This machine uses a "Poulsboro" (aka Poulsborough aka Poulsbo) chipset, which seems notoriously ill-supported on Linux. However, there are (non-free) packages available for this chipset, I ended up installing the following:

  • kmod-psb
  • kmod-psb-PAE
  • limdrm-poulsbo
  • livna-config-display
  • psb-firmware
  • xorg-x11-drv-psb
  • xpsb-glx
The first two are "metapackages", with the actual packages being stuff with horrendous names like "kmod-psb-2.6.35.13-91.fc14.i686-4.41.1-14.fc14.11.i686".

When all this is in place, Fedora switches to the native resolution of 1366x768, and the machine is pretty much as usable as you might reasonably hope. Because of the way I installed the wifi drivers, every time I've upgraded to a new kernel, the wifi has broken. So far I've just kept with the older kernels - by selecting them via the relevant grub boot option - but I assume it's just a case of recompiling the modules under the new kernel, or hopefully replacing them with a package which will automatically update itself in line with the kernel.

Anyway, hope all this is/was of some use to someone out there...

The saga of getting Fedora 14 running on a Dell Mini 10 netbook - part 5 of several

Posted by John Smith on

To recap from the previous post in this series, I now had a machine with Fedora 14 installed and running, but with no networking, and a generic graphics driver that failed to detect the netbook's native resolution.
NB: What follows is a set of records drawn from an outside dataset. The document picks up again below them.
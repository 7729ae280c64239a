//! hwid-diff: hardware identifier snapshot comparison tool
//!
//! Parses the plain-text snapshots written by a hardware enumeration tool
//! and reports which components were added, removed or modified.

#![allow(clippy::struct_excessive_bools)]

use anyhow::{Context, Result};
use clap::{CommandFactory, Parser, Subcommand};
use clap_complete::{generate, Shell};
use hwid_diff::{
    cli,
    config::{self, AppConfig},
    matching::MatchingStrategyKind,
    pipeline::exit_codes,
    reports::ReportFormat,
    CancellationToken, HwidDiffError,
};
use std::io;
use std::path::PathBuf;
use tracing_subscriber::{layer::SubscriberExt, util::SubscriberInitExt};

#[derive(Parser)]
#[command(name = "hwid-diff")]
#[command(version)]
#[command(about = "Compare hardware identifier snapshots", long_about = None)]
#[command(after_help = "EXIT CODES:
    0    No changes detected (or changes without --fail-on-change)
    1    Changes detected with --fail-on-change
    2    Error occurred
    130  Interrupted

EXAMPLES:
    # Summary of what changed between two snapshots
    hwid-diff compare before.txt after.txt

    # CI check with a JSON report
    hwid-diff compare before.txt after.txt -O report.json --fail-on-change

    # Compare a baseline against a fleet of machines
    hwid-diff compare-many baseline.txt machines/*.txt

    # See what the parser recognized in a snapshot
    hwid-diff inspect snapshot.txt --show-dropped")]
struct Cli {
    /// Enable verbose output
    #[arg(short, long, global = true)]
    verbose: bool,

    /// Suppress non-essential output
    #[arg(short, long, global = true)]
    quiet: bool,

    /// Disable colored output (also respects `NO_COLOR` env)
    #[arg(long, global = true)]
    no_color: bool,

    /// Path to configuration file
    #[arg(long, global = true, env = "HWID_DIFF_CONFIG")]
    config: Option<PathBuf>,

    #[command(subcommand)]
    command: Commands,
}

/// Output and matching flags shared by the comparison commands
#[derive(clap::Args)]
struct ReportArgs {
    /// Output format (auto picks from the output file extension)
    #[arg(short, long, value_enum)]
    output: Option<ReportFormat>,

    /// Write the report to a file instead of stdout
    #[arg(short = 'O', long)]
    output_file: Option<PathBuf>,

    /// How base and target components are paired
    #[arg(long, value_enum)]
    matching: Option<MatchingStrategyKind>,

    /// Exit with code 1 if any changes are detected
    #[arg(long)]
    fail_on_change: bool,

    /// List sections the parser dropped
    #[arg(long)]
    show_dropped: bool,
}

#[derive(Subcommand)]
enum Commands {
    /// Compare two snapshots
    Compare {
        /// Path to the base (older) snapshot
        base: PathBuf,

        /// Path to the target (newer) snapshot
        target: PathBuf,

        #[command(flatten)]
        report: ReportArgs,
    },

    /// Compare a baseline snapshot against several targets
    CompareMany {
        /// Path to the baseline snapshot
        baseline: PathBuf,

        /// Target snapshots
        #[arg(required = true)]
        targets: Vec<PathBuf>,

        #[command(flatten)]
        report: ReportArgs,
    },

    /// Show the components parsed from one snapshot
    Inspect {
        /// Path to the snapshot
        snapshot: PathBuf,

        /// Output format (auto picks from the output file extension)
        #[arg(short, long, value_enum)]
        output: Option<ReportFormat>,

        /// Write the report to a file instead of stdout
        #[arg(short = 'O', long)]
        output_file: Option<PathBuf>,

        /// List sections the parser dropped
        #[arg(long)]
        show_dropped: bool,
    },

    /// List component types, their section headers and comparison properties
    Types,

    /// Generate shell completions
    Completions {
        /// Shell to generate completions for
        #[arg(value_enum)]
        shell: Shell,
    },

    /// Generate JSON Schema for the config file format
    ConfigSchema {
        /// Write schema to file instead of stdout
        #[arg(short, long)]
        output: Option<PathBuf>,
    },

    /// Show, discover, or initialize configuration
    Config {
        #[command(subcommand)]
        action: ConfigAction,
    },
}

/// Sub-subcommands for the `config` command
#[derive(Subcommand)]
enum ConfigAction {
    /// Print current effective configuration (merged from defaults + file)
    Show,
    /// Print config file search paths and discovered config file
    Path,
    /// Generate an example .hwid-diff.yaml
    Init {
        /// Write to the user config directory instead of the current directory
        #[arg(long)]
        global: bool,
    },
}

#[tokio::main]
async fn main() {
    let cli = Cli::parse();

    // Initialize logging
    let log_level = if cli.verbose {
        "debug"
    } else if cli.quiet {
        "warn"
    } else {
        "info"
    };
    tracing_subscriber::registry()
        .with(tracing_subscriber::EnvFilter::new(
            std::env::var("RUST_LOG").unwrap_or_else(|_| log_level.to_string()),
        ))
        .with(
            tracing_subscriber::fmt::layer()
                .with_target(false)
                .with_writer(io::stderr),
        )
        .init();

    let token = CancellationToken::new();
    let signal_token = token.clone();
    tokio::spawn(async move {
        if tokio::signal::ctrl_c().await.is_ok() {
            tracing::warn!("Interrupted, cancelling");
            signal_token.cancel();
        }
    });

    let code = match run(cli, &token).await {
        Ok(code) => code,
        Err(err) if is_cancelled(&err) => {
            eprintln!("Cancelled");
            exit_codes::CANCELLED
        }
        Err(err) => {
            eprintln!("Error: {err:#}");
            exit_codes::ERROR
        }
    };
    std::process::exit(code);
}

fn is_cancelled(err: &anyhow::Error) -> bool {
    err.downcast_ref::<HwidDiffError>()
        .is_some_and(HwidDiffError::is_cancelled)
}

/// Load the config file and layer the global and per-command flags on top.
fn effective_config(cli: &Cli, report: Option<&ReportArgs>) -> AppConfig {
    let overrides = AppConfig::builder()
        .no_color(cli.no_color)
        .quiet(cli.quiet)
        .fail_on_change(report.is_some_and(|r| r.fail_on_change))
        .show_dropped(report.is_some_and(|r| r.show_dropped))
        .output_file(report.and_then(|r| r.output_file.clone()))
        .build();
    let (mut config, loaded_from) =
        AppConfig::from_file_with_overrides(cli.config.as_deref(), &overrides);
    if let Some(path) = loaded_from {
        tracing::debug!("Loaded config from {}", path.display());
    }

    if let Some(report) = report {
        config.apply_explicit(report.matching, report.output);
    }
    config
}

async fn run(cli: Cli, token: &CancellationToken) -> Result<i32> {
    match &cli.command {
        Commands::Compare {
            base,
            target,
            report,
        } => {
            let config = effective_config(&cli, Some(report));
            cli::run_compare(&config, base, target, token).await
        }

        Commands::CompareMany {
            baseline,
            targets,
            report,
        } => {
            let config = effective_config(&cli, Some(report));
            cli::run_compare_many(&config, baseline, targets, token).await
        }

        Commands::Inspect {
            snapshot,
            output,
            output_file,
            show_dropped,
        } => {
            let mut config = effective_config(&cli, None);
            config.apply_explicit(None, *output);
            if output_file.is_some() {
                config.output.file.clone_from(output_file);
            }
            config.behavior.show_dropped |= *show_dropped;
            cli::run_inspect(&config, snapshot)
        }

        Commands::Types => cli::run_types(&effective_config(&cli, None)),

        Commands::Completions { shell } => {
            generate(*shell, &mut Cli::command(), "hwid-diff", &mut io::stdout());
            Ok(exit_codes::SUCCESS)
        }

        Commands::ConfigSchema { output } => {
            let schema = config::generate_json_schema();
            match output {
                Some(path) => {
                    std::fs::write(path, &schema)
                        .with_context(|| format!("failed to write {}", path.display()))?;
                    eprintln!("Schema written to {}", path.display());
                }
                None => {
                    println!("{schema}");
                }
            }
            Ok(exit_codes::SUCCESS)
        }

        Commands::Config { action } => match action {
            ConfigAction::Show => {
                let (config, loaded_from) = config::load_or_default(cli.config.as_deref());
                if let Some(path) = &loaded_from {
                    eprintln!("# Loaded from: {}", path.display());
                } else {
                    eprintln!("# No config file found; showing defaults");
                }
                let yaml = serde_yaml::to_string(&config).context("failed to serialize config")?;
                print!("{yaml}");
                Ok(exit_codes::SUCCESS)
            }
            ConfigAction::Path => {
                let search_paths: [Option<String>; 3] = [
                    std::env::current_dir()
                        .ok()
                        .map(|p| p.display().to_string()),
                    config::file::user_config_dir().map(|p| p.display().to_string()),
                    dirs::home_dir().map(|p| p.display().to_string()),
                ];
                eprintln!("Config file search paths (in order):");
                for path in search_paths.into_iter().flatten() {
                    eprintln!("  {path}");
                }
                eprintln!();
                eprintln!("Recognized file names:");
                for name in &[
                    ".hwid-diff.yaml",
                    ".hwid-diff.yml",
                    "hwid-diff.yaml",
                    "hwid-diff.yml",
                ] {
                    eprintln!("  {name}");
                }
                eprintln!();
                match config::discover_config_file(cli.config.as_deref()) {
                    Some(path) => eprintln!("Active config file: {}", path.display()),
                    None => eprintln!("No config file found."),
                }
                Ok(exit_codes::SUCCESS)
            }
            ConfigAction::Init { global } => {
                let target = if *global {
                    config::default_config_path()
                        .context("cannot determine the user config directory")?
                } else {
                    std::env::current_dir()
                        .context("cannot determine current directory")?
                        .join(".hwid-diff.yaml")
                };
                if target.exists() {
                    anyhow::bail!(
                        "{} already exists. Remove it first to re-initialize.",
                        target.display()
                    );
                }
                if let Some(parent) = target.parent() {
                    std::fs::create_dir_all(parent)
                        .with_context(|| format!("failed to create {}", parent.display()))?;
                }
                std::fs::write(&target, config::generate_full_example_config())
                    .with_context(|| format!("failed to write {}", target.display()))?;
                eprintln!("Created {}", target.display());
                Ok(exit_codes::SUCCESS)
            }
        },
    }
}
I assumed that getting wired Ethernet working would be easier than wifi, but this turned out not to be the case, or so it seemed at the time. The manual building of a driver as outlined below never worked, and at the time it seemed there was nothing shipping with Fedora that supported the Ethernet networking. However, as I write this post (nearly a month after the original install), I find that wired networking is indeed running happily. Not sure what happened - maybe the Poulsbo drivers (to be documented) also cover this aspect of the device?

The upshot is, much of the stuff below may well be irrelevant, but without knowing precisely why stuff wasn't working before, but is now, I'm inclined to keep it all here.

The wired Ethernet chipset reports as a "Realtek RTL8102E/RTL8103E PCI-Express" card, and I downloaded the RTL8101-1.020.00 driver from realtek.com. I couldn't locate a driver that was explicitly marked as being for 8102E or 8103E.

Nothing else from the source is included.